本发明公开了一种低成本纯化艾塞那肽的方法,采用高效液相色谱法,先用强阳离子交换柱对大批量的艾塞那肽粗品进行粗纯,除去艾塞那肽粗品中的大部分杂质,从质和量两方面为精纯提供了方便,再用反相聚合物柱进行脱盐,然后用C18反相硅胶柱进行精纯,降低了生产成本,不仅能得到纯度大于98%的艾塞那肽,而且能达到纯化艾塞那肽成本低、收率高、产业化的要求。

Description

一种低成本纯化艾塞那肽的方法
技术领域
本发明属于多肽纯化领域,具体涉及一种艾塞那肽的纯化方法。
背景技术
1995年,美国专利(US5424286)公开了一种从南美大毒蜥(Gilka monster,Heloderma Horridum)的唾液中分离出来的一种含有39个氨基酸的多肽Exendin-4(H-His-Gly-Glu-Gly-Thr-Phe-Thr-Ser-Asp-Leu-Ser-Lys-Gln-Met-Glu-Glu-Glu-Ala-Val-Arg-Leu-Phe-Ile-Glu-Trp-Leu-Lys-Asn-Gly-Gly-Pro-Ser-Ser-Gly-Ala-Pro-Pro-Pro-Ser-NH2),其结构与人的胰高血糖素(Glucagon)有48%的同源性,与人的GLP-1(胰高血糖素样肽-1)有53%的同源性。

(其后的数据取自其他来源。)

//! Playfield widget: the framed grid with every entity drawn on it.
//!
//! Building the cell matrix is kept separate from drawing so the layering
//! rules can be checked without a terminal.

use game_core::{GameState, Grid, Position};
use ratatui::{
    Frame,
    layout::Rect,
    text::{Line, Span},
    widgets::Paragraph,
};

use crate::presentation::theme::Theme;

/// Frame piece at a border cell.
#[derive(Clone, Copy, Debug, PartialEq, Eq)]
pub enum Edge {
    TopLeft,
    TopRight,
    BottomLeft,
    BottomRight,
    Horizontal,
    Vertical,
}

/// What a single screen cell shows.
#[derive(Clone, Copy, Debug, PartialEq, Eq)]
pub enum Cell {
    Empty,
    Border(Edge),
    Obstacle,
    Collectible,
    Adversary,
    Player,
}

/// Builds the `height x width` cell matrix, indexed `[y][x]`.
///
/// Later layers overwrite earlier ones: obstacles, collectibles,
/// adversaries, then the player. Anything outside the interior is skipped.
pub fn build_cells(state: &GameState, grid: &Grid) -> Vec<Vec<Cell>> {
    let width = grid.width().max(0) as usize;
    let height = grid.height().max(0) as usize;

    let mut cells: Vec<Vec<Cell>> = (0..height)
        .map(|y| {
            (0..width)
                .map(|x| border_cell(grid, Position::new(x as i32, y as i32)))
                .collect()
        })
        .collect();

    let mut paint = |position: Position, cell: Cell| {
        if grid.is_inside_interior(position) {
            cells[position.y as usize][position.x as usize] = cell;
        }
    };

    for &obstacle in &state.obstacles {
        paint(obstacle, Cell::Obstacle);
    }
    for &collectible in &state.collectibles {
        paint(collectible, Cell::Collectible);
    }
    for adversary in &state.adversaries {
        paint(adversary.position, Cell::Adversary);
    }
    paint(state.player, Cell::Player);

    cells
}

fn border_cell(grid: &Grid, position: Position) -> Cell {
    if !grid.is_border(position) {
        return Cell::Empty;
    }

    let right = grid.width() - 1;
    let bottom = grid.height() - 1;
    let edge = match (position.x, position.y) {
        (0, 0) => Edge::TopLeft,
        (x, 0) if x == right => Edge::TopRight,
        (0, y) if y == bottom => Edge::BottomLeft,
        (x, y) if x == right && y == bottom => Edge::BottomRight,
        (_, y) if y == 0 || y == bottom => Edge::Horizontal,
        _ => Edge::Vertical,
    };
    Cell::Border(edge)
}

/// Render the playfield panel.
pub fn render(frame: &mut Frame, area: Rect, cells: &[Vec<Cell>], theme: &Theme) {
    let rows: Vec<Line> = cells
        .iter()
        .map(|row| {
            let spans: Vec<Span> = row
                .iter()
                .map(|&cell| {
                    let (glyph, style) = theme.render_cell(cell);
                    Span::styled(glyph, style)
                })
                .collect();
            Line::from(spans)
        })
        .collect();

    frame.render_widget(Paragraph::new(rows), area);
}
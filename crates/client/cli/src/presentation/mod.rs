//! Terminal presentation components used by the CLI client.
pub mod terminal;
pub mod theme;
pub mod ui;
pub mod widgets;

use anyhow::Result;
use game_core::{GameState, Grid};

use self::{terminal::Tui, theme::Theme};

/// Full-screen redraw sink driven by the event loop.
///
/// Implementations hold no game logic; they are handed the whole state
/// after every processed event.
pub trait Renderer {
    fn render(&mut self, state: &GameState, grid: &Grid) -> Result<()>;
}

/// Ratatui renderer drawing into the alternate screen.
pub struct TerminalRenderer {
    terminal: Tui,
    theme: Theme,
}

impl TerminalRenderer {
    pub fn new(terminal: Tui) -> Self {
        Self {
            terminal,
            theme: Theme,
        }
    }
}

impl Renderer for TerminalRenderer {
    fn render(&mut self, state: &GameState, grid: &Grid) -> Result<()> {
        let theme = &self.theme;
        self.terminal
            .draw(|frame| ui::render_frame(frame, state, grid, theme))?;
        Ok(())
    }
}
//! Run Record - execution instance of an experiment

use std::fmt;

use chrono::{DateTime, Duration, Utc};
use serde::{Deserialize, Serialize};

use crate::error::{Error, Result};

/// Status of a run.
#[derive(Debug, Clone, Copy, PartialEq, Eq, Hash, Serialize, Deserialize)]
#[serde(rename_all = "lowercase")]
pub enum RunStatus {
    /// Run is currently executing.
    Running,
    /// Run completed successfully.
    Finished,
    /// Run ended with an error.
    Failed,
}

impl RunStatus {
    /// Whether the status ends a run's lifecycle.
    #[must_use]
    pub const fn is_terminal(self) -> bool {
        matches!(self, Self::Finished | Self::Failed)
    }
}

impl fmt::Display for RunStatus {
    fn fmt(&self, f: &mut fmt::Formatter<'_>) -> fmt::Result {
        let label = match self {
            Self::Running => "running",
            Self::Finished => "finished",
            Self::Failed => "failed",
        };
        f.write_str(label)
    }
}

/// Run Record represents a single execution of an experiment.
///
/// A run is created in `Running` status with its start time set. Ending it
/// sets the end time exactly once; the record refuses a second transition.
#[derive(Debug, Clone, Serialize, Deserialize, PartialEq, Eq)]
pub struct RunRecord {
    run_id: String,
    experiment_id: String,
    status: RunStatus,
    started_at: DateTime<Utc>,
    ended_at: Option<DateTime<Utc>>,
}

impl RunRecord {
    /// Create a new run record in `Running` status, started now.
    ///
    /// # Arguments
    ///
    /// * `run_id` - Unique identifier for the run
    /// * `experiment_id` - ID of the parent experiment
    #[must_use]
    pub fn new(run_id: impl Into<String>, experiment_id: impl Into<String>) -> Self {
        Self {
            run_id: run_id.into(),
            experiment_id: experiment_id.into(),
            status: RunStatus::Running,
            started_at: Utc::now(),
            ended_at: None,
        }
    }

    /// Get the run ID.
    #[must_use]
    pub fn run_id(&self) -> &str {
        &self.run_id
    }

    /// Get the parent experiment ID.
    #[must_use]
    pub fn experiment_id(&self) -> &str {
        &self.experiment_id
    }

    /// Get the current run status.
    #[must_use]
    pub const fn status(&self) -> RunStatus {
        self.status
    }

    /// Get the start timestamp.
    #[must_use]
    pub const fn started_at(&self) -> DateTime<Utc> {
        self.started_at
    }

    /// Get the end timestamp, if the run has ended.
    #[must_use]
    pub const fn ended_at(&self) -> Option<DateTime<Utc>> {
        self.ended_at
    }

    /// Whether the run still accepts params, metrics and artifacts.
    #[must_use]
    pub const fn is_active(&self) -> bool {
        self.ended_at.is_none()
    }

    /// Wall-clock duration, if the run has ended.
    #[must_use]
    pub fn duration(&self) -> Option<Duration> {
        self.ended_at.map(|end| end - self.started_at)
    }

    /// End the run with the given terminal status.
    ///
    /// The end time is clamped to be no earlier than the start time, so a
    /// backwards wall-clock step cannot produce a negative duration.
    ///
    /// # Errors
    ///
    /// - `Error::InvalidStatus` if `status` is `Running`
    /// - `Error::RunClosed` if the run has already ended
    pub fn finish(&mut self, status: RunStatus) -> Result<()> {
        if !status.is_terminal() {
            return Err(Error::InvalidStatus(status));
        }
        if self.ended_at.is_some() {
            return Err(Error::RunClosed(self.run_id.clone()));
        }
        self.status = status;
        self.ended_at = Some(Utc::now().max(self.started_at));
        Ok(())
    }
}

#[cfg(test)]
mod tests {
    use super::*;

    #[test]
    fn test_run_starts_running() {
        let run = RunRecord::new("run-1", "0");
        assert_eq!(run.status(), RunStatus::Running);
        assert!(run.is_active());
        assert!(run.ended_at().is_none());
        assert!(run.duration().is_none());
    }

    #[test]
    fn test_run_lifecycle() {
        let mut run = RunRecord::new("run-1", "0");
        run.finish(RunStatus::Finished).unwrap();
        assert_eq!(run.status(), RunStatus::Finished);
        assert!(!run.is_active());
        assert!(run.ended_at().unwrap() >= run.started_at());
    }

    #[test]
    fn test_finish_twice_is_closed() {
        let mut run = RunRecord::new("run-1", "0");
        run.finish(RunStatus::Failed).unwrap();
        let ended = run.ended_at();

        let err = run.finish(RunStatus::Finished).unwrap_err();
        assert!(matches!(err, Error::RunClosed(id) if id == "run-1"));
        assert_eq!(run.status(), RunStatus::Failed);
        assert_eq!(run.ended_at(), ended);
    }

    #[test]
    fn test_finish_running_rejected() {
        let mut run = RunRecord::new("run-1", "0");
        let err = run.finish(RunStatus::Running).unwrap_err();
        assert!(matches!(err, Error::InvalidStatus(RunStatus::Running)));
        assert!(run.is_active());
    }

    #[test]
    fn test_status_serializes_lowercase() {
        assert_eq!(serde_json::to_string(&RunStatus::Finished).unwrap(), "\"finished\"");
        assert_eq!(RunStatus::Failed.to_string(), "failed");
        assert!(!RunStatus::Running.is_terminal());
    }
}
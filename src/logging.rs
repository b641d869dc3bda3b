//! Logging setup for the `runrec` binary and demos.
//!
//! Installs a global `tracing` subscriber writing to stderr, filtered by
//! `RUST_LOG` when set and by the requested verbosity otherwise.

use tracing_subscriber::EnvFilter;

/// Filter directive for a `-v` count.
#[must_use]
pub const fn default_directive(verbosity: u8) -> &'static str {
    match verbosity {
        0 => "warn",
        1 => "info",
        2 => "debug",
        _ => "trace",
    }
}

/// Initialize tracing. Subsequent calls are no-ops.
pub fn init(verbosity: u8) {
    let filter = EnvFilter::try_from_default_env()
        .unwrap_or_else(|_| EnvFilter::new(default_directive(verbosity)));
    let installed = tracing_subscriber::fmt()
        .with_env_filter(filter)
        .with_writer(std::io::stderr)
        .try_init()
        .is_ok();
    if installed {
        tracing::debug!(verbosity, "logging initialized");
    }
}

#[cfg(test)]
mod tests {
    use super::*;

    #[test]
    fn test_default_directive() {
        assert_eq!(default_directive(0), "warn");
        assert_eq!(default_directive(2), "debug");
        assert_eq!(default_directive(9), "trace");
    }

    #[test]
    fn test_init_is_idempotent() {
        init(1);
        init(2);
    }
}
#[cfg(test)]
mod tests {
    use super::*;

    #[test]
    fn test_layout_on_disk() {
        let dir = tempfile::tempdir().unwrap();
        let store = FileStore::new(dir.path().join("runs"));
        let experiment = store.get_or_create_experiment("house-prices").unwrap();
        let run = store.create_run(experiment.experiment_id()).unwrap();
        store
            .log_param(&ParamRecord::new(run.run_id(), "learning_rate", "0.3"))
            .unwrap();

        let run_dir = dir.path().join("runs").join("0").join(run.run_id());
        assert!(run_dir.join("meta.json").is_file());
        assert_eq!(
            fs::read_to_string(run_dir.join("params").join("learning_rate")).unwrap(),
            "0.3"
        );
        assert_eq!(store.artifact_root(run.run_id()).unwrap(), run_dir.join("artifacts"));
    }

    #[test]
    fn test_nested_keys_beside_their_parent() {
        let dir = tempfile::tempdir().unwrap();
        let store = FileStore::new(dir.path());
        let experiment = store.get_or_create_experiment("e").unwrap();
        let run = store.create_run(experiment.experiment_id()).unwrap();
        let id = run.run_id();

        store.log_metric(&MetricRecord::new(id, "rmse", 0, 1.0)).unwrap();
        store.log_metric(&MetricRecord::new(id, "rmse/val", 0, 2.0)).unwrap();
        store.log_param(&ParamRecord::new(id, "lr/decay", "0.9")).unwrap();
        store.log_param(&ParamRecord::new(id, "lr", "0.3")).unwrap();
        store.set_tag(id, "source", "train").unwrap();
        store.set_tag(id, "source/script", "train_model").unwrap();

        assert_eq!(store.metric_keys(id).unwrap(), vec!["rmse", "rmse/val"]);
        assert_eq!(store.metric_history(id, "rmse/val").unwrap()[0].value(), 2.0);
        let params: Vec<String> = store
            .params(id)
            .unwrap()
            .iter()
            .map(|p| p.key().to_string())
            .collect();
        assert_eq!(params, vec!["lr", "lr/decay"]);
        assert_eq!(store.tags(id).unwrap()["source/script"], "train_model");

        let metrics = store.run_dir(id).unwrap().join(METRICS_DIR);
        assert!(metrics.join("rmse%2Fval").is_file());
    }

    #[test]
    fn test_root_is_a_file() {
        let dir = tempfile::tempdir().unwrap();
        let blocker = dir.path().join("not-a-dir");
        fs::write(&blocker, b"x").unwrap();

        let store = FileStore::new(&blocker);
        let err = store.get_or_create_experiment("house-prices").unwrap_err();
        assert!(matches!(err, Error::ExperimentResolution(_)));
    }

    #[test]
    fn test_run_id_traversal_is_not_found() {
        let dir = tempfile::tempdir().unwrap();
        let store = FileStore::new(dir.path());
        store.get_or_create_experiment("e").unwrap();
        assert!(matches!(store.get_run("../0"), Err(Error::RunNotFound(_))));
    }

    #[test]
    fn test_corrupt_metric_line() {
        let dir = tempfile::tempdir().unwrap();
        let store = FileStore::new(dir.path());
        let experiment = store.get_or_create_experiment("e").unwrap();
        let run = store.create_run(experiment.experiment_id()).unwrap();
        let metrics = store.run_dir(run.run_id()).unwrap().join(METRICS_DIR);
        fs::write(metrics.join("rmse"), b"not json\n").unwrap();

        let err = store.metric_history(run.run_id(), "rmse").unwrap_err();
        assert!(matches!(err, Error::StorageError(_)));
    }
}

研究表明,作为GLP-1的类似物,Exendin-4能够与GLP-1受体作用,通过刺激胰岛β细胞再生,促进胰岛素分泌,抑制胰高血糖素的释放,减慢胃排空速率,抑制食物摄入。其促进胰岛素分泌作用是根据血糖水平进行的,故可降低低血糖的发生率,且对其他促胰岛素分泌剂不敏感的II型糖尿病病人仍有降糖作用,同时GLP-1还可以减轻II型糖尿病患者的体重,是一类全新的糖尿病治疗药物。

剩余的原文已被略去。